I am crying as I type these words.
I have shed many tears over the past ten years to the day since my dear mother left this world.
I have cried because something more special than the earth I am hopelessly stuck to, or the air that I breathe, was taken from me.
I have cried because I had nowhere else to turn to for guidance.
I have cried into the immediate surroundings from my lips, eyes and mouth to the outer reaches of space for the chance for one more embrace--to just put her fat, red hand in my fat red hand and squeeze them warmly together.
I have cried for sheer guilt that I was too selfish to show that I could exist without a bottle in my fat, red hand.
I have cried because the art that I have made will never again have her eyes slowly and excitedly ingest and caress from the outer edges of the paper inside towards the words or scribbled picture, or the first plucked strings, hummed melody or residual applause that might follow.
I have cried for knowing that the love I have found in Jodi must grow without her knowledge or relief--relief that the man she knew was always inside finally and furiously emerged from the shell of a pained and terrified life he was living, bursting into the real and the new, pulling back the drapes, throwing open the windows and screaming until he could scream no longer, falling onto the floor in a heap of fat, bones, muscle and blood and panting the words "I have found a true love" to the blue-grey walls around him.
That's not to say that I don't cry for sad commercials, too. Because I do. And my mom did, too. She always had a box of tissues nearby just for such occasions.
But I remember when she had a small, non-life-threatening cancer removed from the corner of one eye. They didn't fix her up exactly the way they should have. In the spot where they took the little piece off tears would spill out at random moments. She had it fixed, of course, but it was hard to watch this woman who cried so much for so many things in a seemingly perpetual state of emotion at any given time of day.
I can only imagine how many, many times she cried for me--because of me--as she sat, or walked, or talked with my aunt, or laid down in her bed a mere 75 miles away from "her boy". I'm sure it was less than I imagine, but from where I see things the past is often darker and stormier than it really was.
I put that poor woman through hell and I have no excuse for it.
But that book is one I keep on the shelf for safety and security. I don't need to re-read it. I've got it pretty well memorized.
But ten years ago, on January 11, 2007 at 10:20am, Judith Ann Johnson's energy left her body.
She had fought a valiant battle with pancreatic cancer--one of the worst and most vicious types--and finally let go.
She let go of the pain and the suffering.
She let go of the uneaten, pureed meals left sitting on the tray, the ice water in the squeeze bottle and the IV, the hospital socks and gown.

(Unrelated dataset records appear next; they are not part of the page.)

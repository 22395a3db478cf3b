//! Telegram delivery for poll-loop notifications.
//!
//! The sink is intentionally infallible from the caller's point of view: a
//! notification that cannot be delivered is logged and dropped. The poll loop
//! must keep running whether or not Telegram is reachable.

use std::future::Future;
use std::time::Duration;

use serde_json::json;
use thiserror::Error;

const TELEGRAM_API_BASE: &str = "https://api.telegram.org";

/// Per-request delivery timeout.
const SEND_TIMEOUT: Duration = Duration::from_secs(30);

/// Anything that can carry a notification to the operator.
///
/// `deliver` never fails: implementations absorb and record their own
/// delivery errors.
pub trait Notify {
    fn deliver(&self, text: &str) -> impl Future<Output = ()> + Send;
}

/// Why a single delivery attempt failed. Never leaves this crate's logging.
#[derive(Debug, Error)]
enum DeliveryError {
    #[error("request to the Bot API failed: {0}")]
    Transport(#[from] reqwest::Error),

    #[error("Bot API rejected the message with HTTP {code}: {description}")]
    Rejected { code: u16, description: String },
}

/// Sends messages to one fixed chat through the Telegram Bot API.
pub struct TelegramNotifier {
    http: reqwest::Client,
    api_base: String,
    bot_token: String,
    chat_id: String,
}

impl TelegramNotifier {
    pub fn new(bot_token: impl Into<String>, chat_id: impl Into<String>) -> Self {
        Self {
            http: reqwest::Client::new(),
            api_base: TELEGRAM_API_BASE.to_string(),
            bot_token: bot_token.into(),
            chat_id: chat_id.into(),
        }
    }

    /// Override the Bot API base URL. Used by tests to point at a local mock.
    pub fn with_api_base(mut self, api_base: impl Into<String>) -> Self {
        self.api_base = api_base.into();
        self
    }

    async fn try_send(&self, text: &str) -> Result<(), DeliveryError> {
        let url = format!("{}/bot{}/sendMessage", self.api_base, self.bot_token);

        let response = self
            .http
            .post(&url)
            .json(&json!({ "chat_id": self.chat_id, "text": text }))
            .timeout(SEND_TIMEOUT)
            .send()
            .await?;

        let code = response.status();
        if !code.is_success() {
            // Telegram puts the failure reason in the `description` field
            let description = response
                .json::<serde_json::Value>()
                .await
                .ok()
                .and_then(|body| body.get("description")?.as_str().map(String::from))
                .unwrap_or_default();
            return Err(DeliveryError::Rejected {
                code: code.as_u16(),
                description,
            });
        }

        Ok(())
    }
}

impl Notify for TelegramNotifier {
    async fn deliver(&self, text: &str) {
        tracing::debug!("Attempting Telegram delivery");
        match self.try_send(text).await {
            Ok(()) => tracing::debug!("Telegram message delivered"),
            Err(e) => tracing::error!(error = %e, "Failed to deliver Telegram message"),
        }
    }
}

She let go of the emotional visits from her son and her sister.
Oh, how I wish I could have one more chance to put my bearded, bloated cheek up against her lips for even the faintest of kisses. How I wish I could lay my head on her belly and my arm across her body and just for a few moments pretend we could die together. Just leave the messy, dilapidated house and the unplowed driveway and the legal documents behind and just . . . go.
Oh, how I wish.
But I am here and I am well.
I am here and I have love.
I am here and I am continuing her legacy of making others happy.
I am here and I have her hair on my head, her tics in my eyes, her fat, red hands on the end of my arms and her seemingly limitless ability to remain hopeful that the sun will shine again even in the darkest night.
I am here and I am still crying as I write these words.
Because I am alive and I am breathing and I am hungry and I have love in my heart and I have music in my soul.
And I am able to share this little bit of me with the world--and every little bit of me has a little bit of her inside.
And she is crying, too.
But she's not worried anymore.
No, she's crying because she is happy.
I can almost hear it.
Thanks for reading.
I love you all, but especially Jodi.